## REQUIRED WORK
A complete, word-for-word restatement of the entries is needed.

Stored data:
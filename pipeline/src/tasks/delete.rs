use chrono::Utc;
use sea_orm::{ActiveModelTrait, ConnectionTrait, Set};

use super::{DeleteOutcome, Pipeline, StepOutcome};
use crate::catalog::split_catalog_entry;
use crate::entity::layer;
use crate::error::Result;

impl Pipeline {
    /// Tear down a layer's catalog entry and table. Each side is attempted
    /// regardless of how the other went; nothing is retried.
    pub async fn run_delete(
        &self,
        table_name: Option<&str>,
        catalog_entry: Option<&str>,
    ) -> DeleteOutcome {
        let catalog = match catalog_entry.filter(|e| !e.is_empty()) {
            None => None,
            Some(entry) => Some(self.delete_catalog_entry(entry).await),
        };

        let table = match table_name.filter(|t| !t.is_empty()) {
            None => None,
            Some(table) => Some(match self.store.drop_table(table).await {
                Ok(()) => {
                    tracing::info!(table = %table, "dropped table");
                    StepOutcome::ok(format!("Table {table} dropped"))
                }
                Err(e) => {
                    tracing::error!(table = %table, error = %e, "drop table failed");
                    StepOutcome::failed(e.to_string())
                }
            }),
        };

        DeleteOutcome { catalog, table }
    }

    async fn delete_catalog_entry(&self, entry: &str) -> StepOutcome {
        let Some((workspace, name)) = split_catalog_entry(entry) else {
            tracing::warn!(entry = %entry, "malformed catalog entry, expected workspace:layer");
            return StepOutcome::failed(format!("Malformed catalog entry: {entry}"));
        };

        match self
            .catalog
            .delete_layer(name, workspace, &self.settings.datastore)
            .await
        {
            Ok(()) => StepOutcome::ok(format!("Layer {entry} deleted")),
            Err(e) => {
                tracing::error!(entry = %entry, error = %e, "catalog delete failed");
                StepOutcome::failed(e.to_string())
            }
        }
    }
}

/// Forget everything the import pipeline derived for a layer. The source file
/// and declared kinds are kept, so the layer can be imported again.
pub async fn clear_pipeline_fields<C: ConnectionTrait>(
    db: &C,
    layer: layer::Model,
) -> Result<layer::Model> {
    let mut active: layer::ActiveModel = layer.into();
    active.table_name = Set(None);
    active.catalog_entry = Set(None);
    active.feature_count = Set(0);
    active.bbox_west = Set(None);
    active.bbox_south = Set(None);
    active.bbox_east = Set(None);
    active.bbox_north = Set(None);
    active.updated_at = Set(Utc::now().naive_utc());
    Ok(active.update(db).await?)
}

#[cfg(test)]
mod tests {
    use super::*;
    use crate::config::LoaderConfig;
    use crate::loader::SpatialLoader;
    use crate::resolver::Resolver;
    use crate::tasks::TaskSettings;
    use crate::testing::{FakeCatalog, FakeRunner, FakeStore, insert_layer, spatial_config, test_db};
    use sea_orm::DatabaseConnection;
    use std::path::PathBuf;
    use std::sync::Arc;
    use std::time::Duration;

    async fn pipeline(store: Arc<FakeStore>, catalog: Arc<FakeCatalog>) -> Pipeline {
        let db: DatabaseConnection = test_db().await;
        let loader = SpatialLoader::new(
            Arc::new(FakeRunner::succeeding()),
            store.clone(),
            spatial_config(),
            LoaderConfig::default(),
        );
        Pipeline::new(
            db,
            Resolver::new(),
            loader,
            store,
            catalog,
            TaskSettings {
                media_root: PathBuf::from("media"),
                workspace: "geoportal".to_string(),
                datastore: "postgis".to_string(),
                max_retries: 0,
                retry_backoff: Duration::ZERO,
            },
        )
    }

    #[tokio::test]
    async fn test_table_only_drops_table_and_skips_catalog() {
        let store = Arc::new(FakeStore::default());
        let catalog = Arc::new(FakeCatalog::default());
        let p = pipeline(store.clone(), catalog.clone()).await;

        let outcome = p.run_delete(Some("rivers"), None).await;

        assert_eq!(outcome.catalog, None);
        assert!(outcome.table.as_ref().unwrap().success);
        assert_eq!(store.dropped(), vec!["rivers"]);
        assert!(catalog.deleted().is_empty());
    }

    #[tokio::test]
    async fn test_entry_only_deletes_catalog_layer() {
        let store = Arc::new(FakeStore::default());
        let catalog = Arc::new(FakeCatalog::default());
        let p = pipeline(store.clone(), catalog.clone()).await;

        let outcome = p.run_delete(None, Some("geoportal:rivers")).await;

        assert_eq!(outcome.table, None);
        assert!(outcome.catalog.as_ref().unwrap().success);
        assert!(store.dropped().is_empty());
        assert_eq!(
            catalog.deleted(),
            vec![(
                "rivers".to_string(),
                "geoportal".to_string(),
                "postgis".to_string()
            )]
        );
    }

    #[tokio::test]
    async fn test_catalog_failure_does_not_prevent_drop() {
        let store = Arc::new(FakeStore::default());
        let p = pipeline(store.clone(), Arc::new(FakeCatalog::failing_delete())).await;

        let outcome = p.run_delete(Some("rivers"), Some("geoportal:rivers")).await;

        assert!(!outcome.catalog.as_ref().unwrap().success);
        assert!(outcome.table.as_ref().unwrap().success);
        assert!(!outcome.success());
        assert_eq!(store.dropped(), vec!["rivers"]);
    }

    #[tokio::test]
    async fn test_drop_failure_does_not_prevent_catalog_delete() {
        let catalog = Arc::new(FakeCatalog::default());
        let p = pipeline(Arc::new(FakeStore::failing()), catalog.clone()).await;

        let outcome = p.run_delete(Some("rivers"), Some("geoportal:rivers")).await;

        assert!(outcome.catalog.as_ref().unwrap().success);
        assert!(!outcome.table.as_ref().unwrap().success);
        assert_eq!(catalog.deleted().len(), 1);
    }

    #[tokio::test]
    async fn test_malformed_entry_is_a_failed_catalog_step() {
        let catalog = Arc::new(FakeCatalog::default());
        let p = pipeline(Arc::new(FakeStore::default()), catalog.clone()).await;

        let outcome = p.run_delete(None, Some("rivers")).await;

        let step = outcome.catalog.unwrap();
        assert!(!step.success);
        assert!(step.message.contains("Malformed"));
        assert!(catalog.deleted().is_empty());
    }

    #[tokio::test]
    async fn test_nothing_to_delete() {
        let p = pipeline(Arc::new(FakeStore::default()), Arc::new(FakeCatalog::default())).await;
        let outcome = p.run_delete(Some(""), None).await;
        assert_eq!(outcome, DeleteOutcome::default());
        assert!(outcome.success());
    }

    #[tokio::test]
    async fn test_clear_pipeline_fields_keeps_source() {
        let db = test_db().await;
        let layer = insert_layer(&db, "rivers", Some(std::path::Path::new("rivers.zip"))).await;
        let mut active: layer::ActiveModel = layer.into();
        active.table_name = Set(Some("rivers".to_string()));
        active.catalog_entry = Set(Some("geoportal:rivers".to_string()));
        active.feature_count = Set(12);
        active.bbox_west = Set(Some(1.0));
        active.bbox_south = Set(Some(2.0));
        active.bbox_east = Set(Some(3.0));
        active.bbox_north = Set(Some(4.0));
        let loaded = active.update(&db).await.unwrap();
        assert_eq!(loaded.import_status(), layer::ImportStatus::Imported);

        let cleared = clear_pipeline_fields(&db, loaded).await.unwrap();

        assert_eq!(cleared.table_name, None);
        assert_eq!(cleared.catalog_entry, None);
        assert_eq!(cleared.feature_count, 0);
        assert_eq!(cleared.bbox(), None);
        assert_eq!(cleared.source_file.as_deref(), Some("rivers.zip"));
        assert_eq!(cleared.import_status(), layer::ImportStatus::Pending);
    }
}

## SOLUTION FOR THIS PROBLEM
filename pipeline/src/tasks/delete.rs
use chrono::Utc;
use sea_orm::{ActiveModelTrait, ConnectionTrait, Set};

use super::{DeleteOutcome, Pipeline, StepOutcome};
use crate::catalog::split_catalog_entry;
use crate::entity::layer;
use crate::error::Result;

impl Pipeline {
    /// Tear down a layer's catalog entry and table. Each side is attempted
    /// regardless of how the other went; nothing is retried.
    pub async fn run_delete(
        &self,
        table_name: Option<&str>,
        catalog_entry: Option<&str>,
    ) -> DeleteOutcome {
        let catalog = match catalog_entry.filter(|e| !e.is_empty()) {
            None => None,
            Some(entry) => Some(self.delete_catalog_entry(entry).await),
        };

        let table = match table_name.filter(|t| !t.is_empty()) {
            None => None,
            Some(table) => Some(match self.store.drop_table(table).await {
                Ok(()) => {
                    tracing::info!(table = %table, "dropped table");
                    StepOutcome::ok(format!("Table {table} dropped"))
                }
                Err(e) => {
                    tracing::error!(table = %table, error = %e, "drop table failed");
                    StepOutcome::failed(e.to_string())
                }
            }),
        };

        DeleteOutcome { catalog, table }
    }

    async fn delete_catalog_entry(&self, entry: &str) -> StepOutcome {
        let Some((workspace, name)) = split_catalog_entry(entry) else {
            tracing::warn!(entry = %entry, "malformed catalog entry, expected workspace:layer");
            return StepOutcome::failed(format!("Malformed catalog entry: {entry}"));
        };

        match self
            .catalog
            .delete_layer(name, workspace, &self.settings.datastore)
            .await
        {
            Ok(()) => StepOutcome::ok(format!("Layer {entry} deleted")),
            Err(e) => {
                tracing::error!(entry = %entry, error = %e, "catalog delete failed");
                StepOutcome::failed(e.to_string())
            }
        }
    }
}

/// Forget everything the import pipeline derived for a layer. The source file
/// and declared kinds are kept, so the layer can be imported again.
pub async fn clear_pipeline_fields<C: ConnectionTrait>(
    db: &C,
    layer: layer::Model,
) -> Result<layer::Model> {
    let mut active: layer::ActiveModel = layer.into();
    active.table_name = Set(None);
    active.catalog_entry = Set(None);
    active.feature_count = Set(0);
    active.bbox_west = Set(None);
    active.bbox_south = Set(None);
    active.bbox_east = Set(None);
    active.bbox_north = Set(None);
    active.updated_at = Set(Utc::now().naive_utc());
    Ok(active.update(db).await?)
}

#[cfg(test)]
mod tests {
    use super::*;
    use crate::config::LoaderConfig;
    use crate::loader::SpatialLoader;
    use crate::resolver::Resolver;
    use crate::tasks::TaskSettings;
    use crate::testing::{FakeCatalog, FakeRunner, FakeStore, insert_layer, spatial_config, test_db};
    use sea_orm::DatabaseConnection;
    use std::path::PathBuf;
    use std::sync::Arc;
    use std::time::Duration;

    async fn pipeline(store: Arc<FakeStore>, catalog: Arc<FakeCatalog>) -> Pipeline {
        let db: DatabaseConnection = test_db().await;
        let loader = SpatialLoader::new(
            Arc::new(FakeRunner::succeeding()),
            store.clone(),
            spatial_config(),
            LoaderConfig::default(),
        );
        Pipeline::new(
            db,
            Resolver::new(),
            loader,
            store,
            catalog,
            TaskSettings {
                media_root: PathBuf::from("media"),
                workspace: "geoportal".to_string(),
                datastore: "postgis".to_string(),
                max_retries: 0,
                retry_backoff: Duration::ZERO,
            },
        )
    }

    #[tokio::test]
    async fn test_table_only_drops_table_and_skips_catalog() {
        let store = Arc::new(FakeStore::default());
        let catalog = Arc::new(FakeCatalog::default());
        let p = pipeline(store.clone(), catalog.clone()).await;

        let outcome = p.run_delete(Some("rivers"), None).await;

        assert_eq!(outcome.catalog, None);
        assert!(outcome.table.as_ref().unwrap().success);
        assert_eq!(store.dropped(), vec!["rivers"]);
        assert!(catalog.deleted().is_empty());
    }

    #[tokio::test]
    async fn test_entry_only_deletes_catalog_layer() {
        let store = Arc::new(FakeStore::default());
        let catalog = Arc::new(FakeCatalog::default());
        let p = pipeline(store.clone(), catalog.clone()).await;

        let outcome = p.run_delete(None, Some("geoportal:rivers")).await;

        assert_eq!(outcome.table, None);
        assert!(outcome.catalog.as_ref().unwrap().success);
        assert!(store.dropped().is_empty());
        assert_eq!(
            catalog.deleted(),
            vec![(
                "rivers".to_string(),
                "geoportal".to_string(),
                "postgis".to_string()
            )]
        );
    }

    #[tokio::test]
    async fn test_catalog_failure_does_not_prevent_drop() {
        let store = Arc::new(FakeStore::default());
        let p = pipeline(store.clone(), Arc::new(FakeCatalog::failing_delete())).await;

        let outcome = p.run_delete(Some("rivers"), Some("geoportal:rivers")).await;

        assert!(!outcome.catalog.as_ref().unwrap().success);
        assert!(outcome.table.as_ref().unwrap().success);
        assert!(!outcome.success());
        assert_eq!(store.dropped(), vec!["rivers"]);
    }

    #[tokio::test]
    async fn test_drop_failure_does_not_prevent_catalog_delete() {
        let catalog = Arc::new(FakeCatalog::default());
        let p = pipeline(Arc::new(FakeStore::failing()), catalog.clone()).await;

        let outcome = p.run_delete(Some("rivers"), Some("geoportal:rivers")).await;

        assert!(outcome.catalog.as_ref().unwrap().success);
        assert!(!outcome.table.as_ref().unwrap().success);
        assert_eq!(catalog.deleted().len(), 1);
    }

    #[tokio::test]
    async fn test_malformed_entry_is_a_failed_catalog_step() {
        let catalog = Arc::new(FakeCatalog::default());
        let p = pipeline(Arc::new(FakeStore::default()), catalog.clone()).await;

        let outcome = p.run_delete(None, Some("rivers")).await;

        let step = outcome.catalog.unwrap();
        assert!(!step.success);
        assert!(step.message.contains("Malformed"));
        assert!(catalog.deleted().is_empty());
    }

    #[tokio::test]
    async fn test_nothing_to_delete() {
        let p = pipeline(Arc::new(FakeStore::default()), Arc::new(FakeCatalog::default())).await;
        let outcome = p.run_delete(Some(""), None).await;
        assert_eq!(outcome, DeleteOutcome::default());
        assert!(outcome.success());
    }

    #[tokio::test]
    async fn test_clear_pipeline_fields_keeps_source() {
        let db = test_db().await;
        let layer = insert_layer(&db, "rivers", Some(std::path::Path::new("rivers.zip"))).await;
        let mut active: layer::ActiveModel = layer.into();
        active.table_name = Set(Some("rivers".to_string()));
        active.catalog_entry = Set(Some("geoportal:rivers".to_string()));
        active.feature_count = Set(12);
        active.bbox_west = Set(Some(1.0));
        active.bbox_south = Set(Some(2.0));
        active.bbox_east = Set(Some(3.0));
        active.bbox_north = Set(Some(4.0));
        let loaded = active.update(&db).await.unwrap();
        assert_eq!(loaded.import_status(), layer::ImportStatus::Imported);

        let cleared = clear_pipeline_fields(&db, loaded).await.unwrap();

        assert_eq!(cleared.table_name, None);
        assert_eq!(cleared.catalog_entry, None);
        assert_eq!(cleared.feature_count, 0);
        assert_eq!(cleared.bbox(), None);
        assert_eq!(cleared.source_file.as_deref(), Some("rivers.zip"));
        assert_eq!(cleared.import_status(), layer::ImportStatus::Pending);
    }
}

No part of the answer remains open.